Trauma
- btb
- Erschienen: April 2021
- 1
- TB, 352 Seiten
Der Alltag in der Psychiatrie macht alleine keinen runden Krimi
Laila weiß nicht mehr, was Realität und Wirklichkeit ist. Sie wollte mit ihrem Liebhaber Marius ein neues Leben beginnen. Jetzt liegt Marius in einem Meer von Blut und neben ihm sitzt eine sprechende Taube. Eine sprechende Taube? Wie ist das …
Und schon erwacht Laila. In ihrem Badezimmerschrank liegt eine blutige Waffe, und als die Polizei immer drängendere Fragen stellt und sie keinen Ausweg mehr sieht, findet sie sich als nächstes in der Psychiatrie wieder. Angeblich will man ihr hier helfen. Aber stimmt das wirklich? Braucht man nicht nur einen Sündenbock? Warum erhält sie Morddrohungen? Kann sie überhaupt noch jemandem vertrauen – einschließlich sich selbst?

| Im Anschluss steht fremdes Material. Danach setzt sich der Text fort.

use anyhow::Context;
use invoicer_core::MockServerConfig;
use invoicer_infra::{init_telemetry, LogFormat};

#[tokio::main]
async fn main() -> Result<(), anyhow::Error> {
    let config = MockServerConfig::from_env()?;

    init_telemetry("invoicer=info,invoicer_mock_api=info,tower_http=info", LogFormat::from_env())
        .map_err(|e| anyhow::anyhow!("Failed to initialize tracing: {}", e))?;

    let (_state, router) = invoicer_mock_api::setup::initialize_app(&config)
        .await
        .context("Failed to initialize mock API")?;

    invoicer_mock_api::setup::server::start_server(&config, router).await?;

    Ok(())
}
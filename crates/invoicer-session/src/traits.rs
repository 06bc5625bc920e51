//! Session persistence abstraction

use async_trait::async_trait;
use thiserror::Error;

/// Session persistence errors
#[derive(Debug, Error)]
pub enum SessionError {
    #[error("Failed to read session: {0}")]
    ReadFailed(String),

    #[error("Failed to write session: {0}")]
    WriteFailed(String),

    #[error("Corrupt session data: {0}")]
    Corrupt(String),

    #[error("IO error: {0}")]
    IoError(#[from] std::io::Error),
}

/// Result type for session persistence operations
pub type SessionResult<T> = Result<T, SessionError>;

/// Key/value store backing the session flag.
///
/// Implementations must tolerate a key that was never set: `get` returns
/// `Ok(None)` and `remove` succeeds.
#[async_trait]
pub trait SessionPersistence: Send + Sync {
    async fn get(&self, key: &str) -> SessionResult<Option<String>>;

    async fn set(&self, key: &str, value: &str) -> SessionResult<()>;

    async fn remove(&self, key: &str) -> SessionResult<()>;
}
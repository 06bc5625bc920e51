use crate::traits::{SessionPersistence, SessionResult};
use async_trait::async_trait;
use std::collections::HashMap;
use tokio::sync::RwLock;

/// Process-local persistence. Everything is lost when the value is dropped.
#[derive(Debug, Default)]
pub struct MemorySessionPersistence {
    values: RwLock<HashMap<String, String>>,
}

impl MemorySessionPersistence {
    pub fn new() -> Self {
        Self::default()
    }
}

#[async_trait]
impl SessionPersistence for MemorySessionPersistence {
    async fn get(&self, key: &str) -> SessionResult<Option<String>> {
        Ok(self.values.read().await.get(key).cloned())
    }

    async fn set(&self, key: &str, value: &str) -> SessionResult<()> {
        self.values
            .write()
            .await
            .insert(key.to_string(), value.to_string());
        Ok(())
    }

    async fn remove(&self, key: &str) -> SessionResult<()> {
        self.values.write().await.remove(key);
        Ok(())
    }
}

#[cfg(test)]
mod tests {
    use super::*;

    #[tokio::test]
    async fn test_set_get_remove() {
        let store = MemorySessionPersistence::new();
        assert_eq!(store.get("auth_token").await.unwrap(), None);

        store.set("auth_token", "true").await.unwrap();
        assert_eq!(store.get("auth_token").await.unwrap().as_deref(), Some("true"));

        store.remove("auth_token").await.unwrap();
        assert_eq!(store.get("auth_token").await.unwrap(), None);

        // Removing an absent key is fine
        store.remove("auth_token").await.unwrap();
    }
}
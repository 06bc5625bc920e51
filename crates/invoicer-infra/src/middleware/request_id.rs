use axum::http::HeaderValue;
use axum::{extract::Request, middleware::Next, response::Response};
use uuid::Uuid;

const REQUEST_ID_HEADER: &str = "X-Request-ID";

/// Request ID extension type
#[derive(Clone, Debug)]
pub struct RequestId(pub String);

/// Request ID middleware
///
/// Reuses an incoming `X-Request-ID` or generates one, stores it in the
/// request extensions and echoes it on the response.
pub async fn request_id_middleware(mut request: Request, next: Next) -> Response {
    let request_id = request
        .headers()
        .get(REQUEST_ID_HEADER)
        .and_then(|h| h.to_str().ok())
        .filter(|s| !s.is_empty())
        .map(|s| s.to_string())
        .unwrap_or_else(|| Uuid::new_v4().to_string());

    request
        .extensions_mut()
        .insert(RequestId(request_id.clone()));

    let mut response = next.run(request).await;

    if let Ok(header_value) = HeaderValue::from_str(&request_id) {
        response.headers_mut().insert(REQUEST_ID_HEADER, header_value);
    }

    response
}

/// Extract request ID from request extensions
pub fn get_request_id(request: &Request) -> Option<String> {
    request
        .extensions()
        .get::<RequestId>()
        .map(|id| id.0.clone())
}

#[cfg(test)]
mod tests {
    use super::*;
    use axum::{middleware, routing::get, Extension, Router};
    use axum_test::TestServer;

    fn app() -> Router {
        Router::new()
            .route(
                "/",
                get(|Extension(id): Extension<RequestId>| async move { id.0 }),
            )
            .layer(middleware::from_fn(request_id_middleware))
    }

    #[tokio::test]
    async fn test_generates_request_id() {
        let server = TestServer::new(app()).unwrap();
        let response = server.get("/").await;

        let header = response.header("x-request-id");
        let header = header.to_str().unwrap();
        assert!(Uuid::parse_str(header).is_ok());
        assert_eq!(response.text(), header);
    }

    #[tokio::test]
    async fn test_reuses_incoming_request_id() {
        let server = TestServer::new(app()).unwrap();
        let response = server
            .get("/")
            .add_header("X-Request-ID", "abc-123")
            .await;

        assert_eq!(response.header("x-request-id").to_str().unwrap(), "abc-123");
        assert_eq!(response.text(), "abc-123");
    }
}
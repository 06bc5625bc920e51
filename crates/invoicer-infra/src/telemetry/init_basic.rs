use super::LogFormat;
use tracing_subscriber::layer::SubscriberExt;
use tracing_subscriber::util::SubscriberInitExt;
use tracing_subscriber::EnvFilter;

pub fn init_telemetry(
    default_filter: &str,
    format: LogFormat,
) -> Result<(), Box<dyn std::error::Error + Send + Sync>> {
    let filter =
        EnvFilter::try_from_default_env().unwrap_or_else(|_| EnvFilter::new(default_filter));

    let json = format == LogFormat::Json;
    tracing_subscriber::registry()
        .with(filter)
        .with(json.then(|| {
            tracing_subscriber::fmt::layer()
                .json()
                .with_writer(std::io::stderr)
        }))
        .with((!json).then(|| tracing_subscriber::fmt::layer().with_writer(std::io::stderr)))
        .try_init()?;

    tracing::debug!(format = ?format, "Tracing initialized");
    Ok(())
}

pub async fn shutdown_telemetry() {
    tracing::debug!("Telemetry shutdown");
}
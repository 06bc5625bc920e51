use chrono::{DateTime, NaiveDate};
use serde::{Deserialize, Serialize};

/// Full invoice as extracted by the remote service, with its line items.
///
/// Field names follow the wire format of the extraction API (PascalCase).
/// Only the identifier is mandatory; everything else may be missing when
/// extraction could not find it.
#[derive(Debug, Clone, PartialEq, Serialize, Deserialize)]
#[serde(rename_all = "PascalCase")]
pub struct InvoiceRecord {
    pub invoice_id: String,
    #[serde(default, skip_serializing_if = "Option::is_none")]
    pub vendor_name: Option<String>,
    #[serde(default, skip_serializing_if = "Option::is_none")]
    pub invoice_date: Option<String>,
    #[serde(default, skip_serializing_if = "Option::is_none")]
    pub billing_address_recipient: Option<String>,
    #[serde(default, skip_serializing_if = "Option::is_none")]
    pub shipping_address: Option<String>,
    #[serde(default, skip_serializing_if = "Option::is_none")]
    pub sub_total: Option<f64>,
    #[serde(default, skip_serializing_if = "Option::is_none")]
    pub shipping_cost: Option<f64>,
    #[serde(default, skip_serializing_if = "Option::is_none")]
    pub invoice_total: Option<f64>,
    #[serde(default)]
    pub items: Vec<LineItem>,
}

impl InvoiceRecord {
    pub fn invoice_date_parsed(&self) -> Option<NaiveDate> {
        self.invoice_date.as_deref().and_then(parse_invoice_date)
    }

    /// Summary projection used by list endpoints.
    pub fn summary(&self) -> InvoiceSummary {
        InvoiceSummary {
            invoice_id: self.invoice_id.clone(),
            vendor_name: self.vendor_name.clone(),
            invoice_date: self.invoice_date.clone(),
            shipping_address: self.shipping_address.clone(),
            invoice_total: self.invoice_total,
        }
    }
}

#[derive(Debug, Clone, PartialEq, Serialize, Deserialize)]
#[serde(rename_all = "PascalCase")]
pub struct LineItem {
    #[serde(rename = "id", default, skip_serializing_if = "Option::is_none")]
    pub id: Option<String>,
    #[serde(default, skip_serializing_if = "Option::is_none")]
    pub name: Option<String>,
    #[serde(default, skip_serializing_if = "Option::is_none")]
    pub description: Option<String>,
    #[serde(default, skip_serializing_if = "Option::is_none")]
    pub quantity: Option<f64>,
    #[serde(default, skip_serializing_if = "Option::is_none")]
    pub unit_price: Option<f64>,
    #[serde(default, skip_serializing_if = "Option::is_none")]
    pub amount: Option<f64>,
}

/// One row of an invoice search or listing.
#[derive(Debug, Clone, PartialEq, Serialize, Deserialize)]
#[serde(rename_all = "PascalCase")]
pub struct InvoiceSummary {
    pub invoice_id: String,
    #[serde(default, skip_serializing_if = "Option::is_none")]
    pub vendor_name: Option<String>,
    #[serde(default, skip_serializing_if = "Option::is_none")]
    pub invoice_date: Option<String>,
    #[serde(default, skip_serializing_if = "Option::is_none")]
    pub shipping_address: Option<String>,
    #[serde(default, skip_serializing_if = "Option::is_none")]
    pub invoice_total: Option<f64>,
}

impl InvoiceSummary {
    pub fn invoice_date_parsed(&self) -> Option<NaiveDate> {
        self.invoice_date.as_deref().and_then(parse_invoice_date)
    }
}

/// Invoice list returned by vendor search and the full listing.
#[derive(Debug, Clone, Default, PartialEq, Serialize, Deserialize)]
pub struct InvoiceList {
    pub invoices: Vec<InvoiceSummary>,
    pub count: usize,
}

impl InvoiceList {
    pub fn new(invoices: Vec<InvoiceSummary>) -> Self {
        let count = invoices.len();
        Self { invoices, count }
    }
}

/// Result of submitting a document to the extraction endpoint.
#[derive(Debug, Clone, Default, PartialEq, Serialize, Deserialize)]
#[serde(rename_all = "camelCase")]
pub struct UploadResponse {
    #[serde(default, skip_serializing_if = "Option::is_none")]
    pub invoice_id: Option<String>,
    #[serde(default, skip_serializing_if = "Option::is_none")]
    pub vendor: Option<String>,
    #[serde(default, skip_serializing_if = "Option::is_none")]
    pub amount: Option<f64>,
    #[serde(default, skip_serializing_if = "Option::is_none")]
    pub status: Option<String>,
    #[serde(default, skip_serializing_if = "Option::is_none")]
    pub message: Option<String>,
}

#[derive(Debug, Clone, PartialEq, Eq, Serialize, Deserialize)]
pub struct HealthStatus {
    pub status: String,
}

impl HealthStatus {
    pub fn is_ok(&self) -> bool {
        self.status.eq_ignore_ascii_case("ok")
    }
}

/// Parse an invoice date as sent by the extraction service.
///
/// Accepts plain `YYYY-MM-DD` dates and full RFC 3339 timestamps.
pub fn parse_invoice_date(raw: &str) -> Option<NaiveDate> {
    let raw = raw.trim();
    if raw.is_empty() {
        return None;
    }
    NaiveDate::parse_from_str(raw, "%Y-%m-%d")
        .ok()
        .or_else(|| DateTime::parse_from_rfc3339(raw).ok().map(|dt| dt.date_naive()))
}
//! File intake validation for the upload queue.

use crate::models::CandidateFile;
use serde::Serialize;

/// Maximum accepted invoice document size (50 MiB).
pub const MAX_FILE_SIZE_BYTES: u64 = 50 * 1024 * 1024;

/// Media types accepted for invoice extraction: one document format and four image formats.
pub const ALLOWED_CONTENT_TYPES: &[&str] = &[
    "application/pdf",
    "image/jpeg",
    "image/png",
    "image/gif",
    "image/webp",
];

/// Extensions accepted when the platform does not report a usable media type.
pub const ALLOWED_EXTENSIONS: &[&str] = &["pdf", "jpg", "jpeg", "png", "gif", "webp"];

/// Reasons a candidate file is kept out of the upload queue
#[derive(Debug, Clone, PartialEq, Eq, thiserror::Error)]
pub enum ValidationError {
    #[error("File too large: {size} bytes (max: {max} bytes)")]
    FileTooLarge { size: u64, max: u64 },

    #[error("Unsupported file type: {content_type} ({filename})")]
    UnsupportedType {
        filename: String,
        content_type: String,
    },

    #[error("Duplicate file name: {0}")]
    DuplicateName(String),
}

/// Outcome of validating one candidate file.
#[derive(Debug, Clone, PartialEq, Eq, Serialize)]
pub struct ValidationVerdict {
    pub accepted: bool,
    #[serde(skip_serializing_if = "Option::is_none")]
    pub reason: Option<String>,
}

impl ValidationVerdict {
    pub fn accepted() -> Self {
        Self {
            accepted: true,
            reason: None,
        }
    }

    pub fn rejected(error: &ValidationError) -> Self {
        Self {
            accepted: false,
            reason: Some(error.to_string()),
        }
    }
}

impl From<Result<(), ValidationError>> for ValidationVerdict {
    fn from(result: Result<(), ValidationError>) -> Self {
        match result {
            Ok(()) => ValidationVerdict::accepted(),
            Err(e) => ValidationVerdict::rejected(&e),
        }
    }
}

/// Invoice file validator
///
/// Admits a file when its declared media type is allowed *or* its extension is,
/// and its size does not exceed the ceiling. Zero-byte files pass.
#[derive(Debug, Clone)]
pub struct FileValidator {
    max_file_size: u64,
    allowed_extensions: Vec<String>,
    allowed_content_types: Vec<String>,
}

impl Default for FileValidator {
    fn default() -> Self {
        Self::new(
            MAX_FILE_SIZE_BYTES,
            ALLOWED_EXTENSIONS.iter().map(|s| s.to_string()).collect(),
            ALLOWED_CONTENT_TYPES.iter().map(|s| s.to_string()).collect(),
        )
    }
}

impl FileValidator {
    pub fn new(
        max_file_size: u64,
        allowed_extensions: Vec<String>,
        allowed_content_types: Vec<String>,
    ) -> Self {
        Self {
            max_file_size,
            allowed_extensions: allowed_extensions
                .into_iter()
                .map(|e| e.trim_start_matches('.').to_lowercase())
                .collect(),
            allowed_content_types: allowed_content_types
                .into_iter()
                .map(|ct| ct.to_lowercase())
                .collect(),
        }
    }

    /// Validate file size. Only sizes above the ceiling are rejected.
    pub fn validate_file_size(&self, size: u64) -> Result<(), ValidationError> {
        if size > self.max_file_size {
            return Err(ValidationError::FileTooLarge {
                size,
                max: self.max_file_size,
            });
        }

        Ok(())
    }

    pub fn is_allowed_content_type(&self, content_type: &str) -> bool {
        let normalized = content_type.trim().to_lowercase();
        self.allowed_content_types
            .iter()
            .any(|ct| ct == &normalized)
    }

    /// Case-insensitive suffix check on the file name. A bare `.pdf` matches.
    pub fn is_allowed_extension(&self, filename: &str) -> bool {
        let lower = filename.to_lowercase();
        self.allowed_extensions
            .iter()
            .any(|ext| lower.ends_with(&format!(".{}", ext)))
    }

    /// Validate the type policy: declared media type first, extension as fallback.
    pub fn validate_type(&self, filename: &str, content_type: &str) -> Result<(), ValidationError> {
        if self.is_allowed_content_type(content_type) || self.is_allowed_extension(filename) {
            return Ok(());
        }

        Err(ValidationError::UnsupportedType {
            filename: filename.to_string(),
            content_type: content_type.to_string(),
        })
    }

    /// Validate all aspects of a candidate file
    pub fn check(&self, file: &CandidateFile) -> Result<(), ValidationError> {
        self.validate_type(&file.name, &file.declared_type)?;
        self.validate_file_size(file.byte_size)?;
        Ok(())
    }

    pub fn validate(&self, file: &CandidateFile) -> ValidationVerdict {
        self.check(file).into()
    }
}

/// Lowercased text after the last dot, including for dot-only names like `.pdf`.
fn extension_of(filename: &str) -> Option<String> {
    filename
        .rsplit_once('.')
        .map(|(_, ext)| ext.to_lowercase())
        .filter(|ext| !ext.is_empty())
}

/// Media type to declare for a local file, derived from its extension.
///
/// Used by front ends that have no platform-reported type. Unknown extensions
/// map to `application/octet-stream`.
pub fn content_type_for_filename(filename: &str) -> &'static str {
    match extension_of(filename).as_deref() {
        Some("pdf") => "application/pdf",
        Some("jpg") | Some("jpeg") => "image/jpeg",
        Some("png") => "image/png",
        Some("gif") => "image/gif",
        Some("webp") => "image/webp",
        Some("txt") => "text/plain",
        Some("csv") => "text/csv",
        Some("json") => "application/json",
        _ => "application/octet-stream",
    }
}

Spannende Szenen aus der Psychiatrie – Blasse Protagonisten
Angelique Mundt weiß, wovon sie schreibt, wenn sie über den psychiatrischen Alltag berichtet. Nach ihrem Studium in der Psychiatrie arbeitete sie lange in diesem Metier und kennt daher die kleinen und großen Katastrophen, die den Klinikalltag heimsuchen können. Sie sagt über sich selbst: „Nur, weil ich die Abgründe kenne, kann ich darüber schreiben“. Das trifft sicherlich zu, um die Szenen in der geschlossenen Psychiatrie klar und schlüssig zu beschreiben - wenn mich auch ein wenig überraschte, wie einfach es offensichtlich ist, hier etwas hereinzuschmuggeln oder möglicherweise mal fix abzuhauen. Dennoch ist die Kenntnis einer psychiatrischen Klinik nicht unbedingt ein Garant dafür, einen schlüssigen und spannenden Krimi zu konstruieren. So wird der Leser zwar anschaulich in die Welt der Heldin Laila eingeführt, die beschuldigt wird, ihren Liebhaber Marius ermordet zu haben, aber dennoch bleiben ihr Umfeld - und damit auch ihre Motive - relativ blass. Dem Leser erschließt sich daher nicht, aus welchem Grund sich Lailas Liebesheirat irgendwann veränderte, warum sie begann, ihr Leben als goldenen Käfig zu empfinden, und wie sie sich letztendlich ein ernsthaftes Leben in London vorstellte. Damit fällt es aber dann auch schwer, sich auf die Seite der Heldin zu schlagen und für ihre Sache mitzufiebern.
Befreit man die Handlung von den verschiedenen Entwicklungen, Visionen und Wahnvorstellungen, die die Heldin meiner Einschätzung nach teilweise einfach aus dem Grund heimsuchen, um die Spannungskurve zu halten, bleibt unterm Stricht ein recht konventioneller Krimi, bei dem ich schon alsbald ahnte, wer denn hier die Strippen zog. Aber diesen Verdacht, wer denn der eigentliche Übeltäter sei, nahm ich mehr oder weniger schulterzuckend hin, denn auch diese Person konnte weder durch besonders böse Taten glänzen noch Mitleid für eine möglicherweise verzweifelte Situation erwecken.
Fazit
Angélique Munds vierter Roman liefert genaue Schilderungen der Routine in der Psychiatrie und auch den damit verbundenen Nickligkeiten und Machtkämpfen. Leider reicht ein solcher Tatsachenbericht aber nicht aus, um einen spannenden Krimi oder sogar einen Thriller zu konstruieren, und so bleibt das Interesse der Leser am Schicksal der Heldin Laila ein eher kühles. Hier hätte ich mir gewünscht, dass den Protagonisten doch einfach ein wenig mehr Leben eingehaucht würde, denn klinisches Interesse ist die eine, aber richtiges Mitfiebern oder -leiden eine vollkommen andere Sache.